==== PROVIDED DATA ====

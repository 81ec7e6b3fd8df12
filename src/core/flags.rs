//! Compiler and linker flag sets.
//!
//! A [`FlagSet`] keeps flags sorted into the categories a C++ build cares
//! about. Flag strings coming from the environment (`CXXFLAGS`), from
//! `pkg-config` or from users are classified by [`FlagSet::parse`].

use std::fmt;

use serde::{Deserialize, Serialize};

/// Flag categories.
#[derive(Debug, Clone, Copy, PartialEq, Eq, Hash, Serialize, Deserialize)]
pub enum FlagKind {
    /// Include search paths (`-I`)
    CppPath,
    /// Preprocessor defines (`-D`)
    CppDefines,
    /// Flags for both C and C++ compilation
    CcFlags,
    /// C-only compile flags
    CFlags,
    /// C++-only compile flags
    CxxFlags,
    /// Linker flags
    LinkFlags,
    /// Library search paths (`-L`)
    LibPath,
    /// Libraries to link (`-l`)
    Libs,
}

impl FlagKind {
    /// Conventional variable name for the category.
    pub fn as_str(&self) -> &'static str {
        match self {
            FlagKind::CppPath => "CPPPATH",
            FlagKind::CppDefines => "CPPDEFINES",
            FlagKind::CcFlags => "CCFLAGS",
            FlagKind::CFlags => "CFLAGS",
            FlagKind::CxxFlags => "CXXFLAGS",
            FlagKind::LinkFlags => "LINKFLAGS",
            FlagKind::LibPath => "LIBPATH",
            FlagKind::Libs => "LIBS",
        }
    }
}

impl fmt::Display for FlagKind {
    fn fmt(&self, f: &mut fmt::Formatter<'_>) -> fmt::Result {
        f.write_str(self.as_str())
    }
}

/// Flags that take their argument as the following token.
const PAIRED_COMPILE_FLAGS: &[&str] = &["-isystem", "-include", "-iquote", "-idirafter", "-imacros"];

/// Flags that must reach both the compiler and the linker.
fn is_compile_and_link_flag(flag: &str) -> bool {
    flag == "-pthread"
        || flag == "-fopenmp"
        || flag.starts_with("-fsanitize=")
        || flag == "-flto"
        || flag.starts_with("-flto=")
        || flag == "--coverage"
}

/// Value of a flag given either attached (`-Idir`) or as the next token.
fn take_value<I: Iterator<Item = String>>(token: &str, prefix: &str, rest: &mut I) -> Option<String> {
    if token == prefix {
        rest.next()
    } else {
        token.strip_prefix(prefix).map(str::to_string)
    }
}

/// Named lists of compiler and linker flags.
#[derive(Debug, Clone, Default, PartialEq, Eq, Serialize, Deserialize)]
#[serde(default)]
pub struct FlagSet {
    pub cpppath: Vec<String>,
    pub cppdefines: Vec<String>,
    pub ccflags: Vec<String>,
    pub cflags: Vec<String>,
    pub cxxflags: Vec<String>,
    pub linkflags: Vec<String>,
    pub libpath: Vec<String>,
    pub libs: Vec<String>,
}

impl FlagSet {
    /// Create an empty flag set.
    pub fn new() -> Self {
        FlagSet::default()
    }

    /// Parse a whitespace separated flag string.
    ///
    /// Flags without a dedicated category land in `fallback`.
    pub fn parse(flags: &str, fallback: FlagKind) -> Self {
        Self::parse_tokens(flags.split_whitespace(), fallback)
    }

    /// Classify already tokenized flags.
    pub fn parse_tokens<I, S>(tokens: I, fallback: FlagKind) -> Self
    where
        I: IntoIterator<Item = S>,
        S: AsRef<str>,
    {
        let mut set = FlagSet::new();
        let mut tokens = tokens.into_iter().map(|t| t.as_ref().to_string());

        while let Some(token) = tokens.next() {
            if token.starts_with("-I") {
                if let Some(dir) = take_value(&token, "-I", &mut tokens) {
                    set.cpppath.push(dir);
                }
            } else if token.starts_with("-D") {
                if let Some(define) = take_value(&token, "-D", &mut tokens) {
                    set.cppdefines.push(define);
                }
            } else if token.starts_with("-L") {
                if let Some(dir) = take_value(&token, "-L", &mut tokens) {
                    set.libpath.push(dir);
                }
            } else if token.starts_with("-l") {
                if let Some(lib) = take_value(&token, "-l", &mut tokens) {
                    set.libs.push(lib);
                }
            } else if token.starts_with("-Wl,") || token == "-rdynamic" || token == "-shared" {
                set.linkflags.push(token);
            } else if PAIRED_COMPILE_FLAGS.contains(&token.as_str()) {
                let value = tokens.next();
                set.ccflags.push(token);
                set.ccflags.extend(value);
            } else if is_compile_and_link_flag(&token) {
                set.ccflags.push(token.clone());
                set.linkflags.push(token);
            } else if token.starts_with("-std=c++") || token.starts_with("-std=gnu++") {
                set.cxxflags.push(token);
            } else if token.starts_with("-std=") {
                set.cflags.push(token);
            } else if !token.starts_with('-')
                && (token.ends_with(".a") || token.ends_with(".so") || token.contains(".so."))
            {
                set.libs.push(token);
            } else {
                set.list_mut(fallback).push(token);
            }
        }

        set
    }

    /// Access a category.
    pub fn list(&self, kind: FlagKind) -> &[String] {
        match kind {
            FlagKind::CppPath => &self.cpppath,
            FlagKind::CppDefines => &self.cppdefines,
            FlagKind::CcFlags => &self.ccflags,
            FlagKind::CFlags => &self.cflags,
            FlagKind::CxxFlags => &self.cxxflags,
            FlagKind::LinkFlags => &self.linkflags,
            FlagKind::LibPath => &self.libpath,
            FlagKind::Libs => &self.libs,
        }
    }

    /// Mutable access to a category.
    pub fn list_mut(&mut self, kind: FlagKind) -> &mut Vec<String> {
        match kind {
            FlagKind::CppPath => &mut self.cpppath,
            FlagKind::CppDefines => &mut self.cppdefines,
            FlagKind::CcFlags => &mut self.ccflags,
            FlagKind::CFlags => &mut self.cflags,
            FlagKind::CxxFlags => &mut self.cxxflags,
            FlagKind::LinkFlags => &mut self.linkflags,
            FlagKind::LibPath => &mut self.libpath,
            FlagKind::Libs => &mut self.libs,
        }
    }

    /// Append flags to a category.
    pub fn append<I, S>(&mut self, kind: FlagKind, flags: I)
    where
        I: IntoIterator<Item = S>,
        S: Into<String>,
    {
        self.list_mut(kind).extend(flags.into_iter().map(Into::into));
    }

    /// Append flags to a category, skipping ones already present.
    pub fn append_unique<I, S>(&mut self, kind: FlagKind, flags: I)
    where
        I: IntoIterator<Item = S>,
        S: Into<String>,
    {
        let list = self.list_mut(kind);
        for flag in flags {
            let flag = flag.into();
            if !list.contains(&flag) {
                list.push(flag);
            }
        }
    }

    /// Merge every category of `other` into this set, skipping duplicates.
    ///
    /// Paired compile flags (`-isystem dir`) are kept together and always
    /// appended.
    pub fn merge(&mut self, other: &FlagSet) {
        for kind in Self::KINDS {
            let incoming = other.list(kind);
            let list = self.list_mut(kind);
            let mut i = 0;
            while i < incoming.len() {
                let flag = &incoming[i];
                if PAIRED_COMPILE_FLAGS.contains(&flag.as_str()) {
                    list.extend(incoming[i..].iter().take(2).cloned());
                    i += 2;
                    continue;
                }
                if !list.contains(flag) {
                    list.push(flag.clone());
                }
                i += 1;
            }
        }
    }

    /// Parse a flag string and merge the result into this set.
    pub fn merge_flags(&mut self, flags: &str, fallback: FlagKind) {
        let parsed = FlagSet::parse(flags, fallback);
        self.merge(&parsed);
    }

    /// All categories in a stable order.
    pub const KINDS: [FlagKind; 8] = [
        FlagKind::CppPath,
        FlagKind::CppDefines,
        FlagKind::CcFlags,
        FlagKind::CFlags,
        FlagKind::CxxFlags,
        FlagKind::LinkFlags,
        FlagKind::LibPath,
        FlagKind::Libs,
    ];

    /// Check whether every category is empty.
    pub fn is_empty(&self) -> bool {
        Self::KINDS.iter().all(|kind| self.list(*kind).is_empty())
    }

    /// Command line arguments for compiling a C++ translation unit.
    ///
    /// Language flags follow the shared `ccflags`, so a later `-O` or
    /// `-Wno-*` from the language list wins.
    pub fn cxx_compile_args(&self) -> Vec<String> {
        let mut args: Vec<String> = self.ccflags.clone();
        args.extend(self.cxxflags.iter().cloned());
        args.extend(self.cppdefines.iter().map(|d| format!("-D{}", d)));
        args.extend(self.cpppath.iter().map(|p| format!("-I{}", p)));
        args
    }

    /// Command line arguments for compiling a C translation unit.
    pub fn c_compile_args(&self) -> Vec<String> {
        let mut args: Vec<String> = self.ccflags.clone();
        args.extend(self.cflags.iter().cloned());
        args.extend(self.cppdefines.iter().map(|d| format!("-D{}", d)));
        args.extend(self.cpppath.iter().map(|p| format!("-I{}", p)));
        args
    }

    /// Command line arguments for linking.
    pub fn link_args(&self) -> Vec<String> {
        let mut args: Vec<String> = self.linkflags.clone();
        args.extend(self.libpath.iter().map(|p| format!("-L{}", p)));
        args.extend(self.libs.iter().map(|l| {
            if l.contains('/') || l.ends_with(".a") || l.contains(".so") {
                l.clone()
            } else {
                format!("-l{}", l)
            }
        }));
        args
    }
}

====

GOAL OF THE EXERCISE> When the line with "pub fn new()" is reached in the data above, start copying there, and copy each line exactly until the line with "pub fn parse(flags: &str, fallback: FlagKind)" has been copied; copy nothing else.

PROBLEM SOLUTION>
    pub fn new() -> Self {
        FlagSet::default()
    }

    /// Parse a whitespace separated flag string.
    ///
    /// Flags without a dedicated category land in `fallback`.
    pub fn parse(flags: &str, fallback: FlagKind) -> Self {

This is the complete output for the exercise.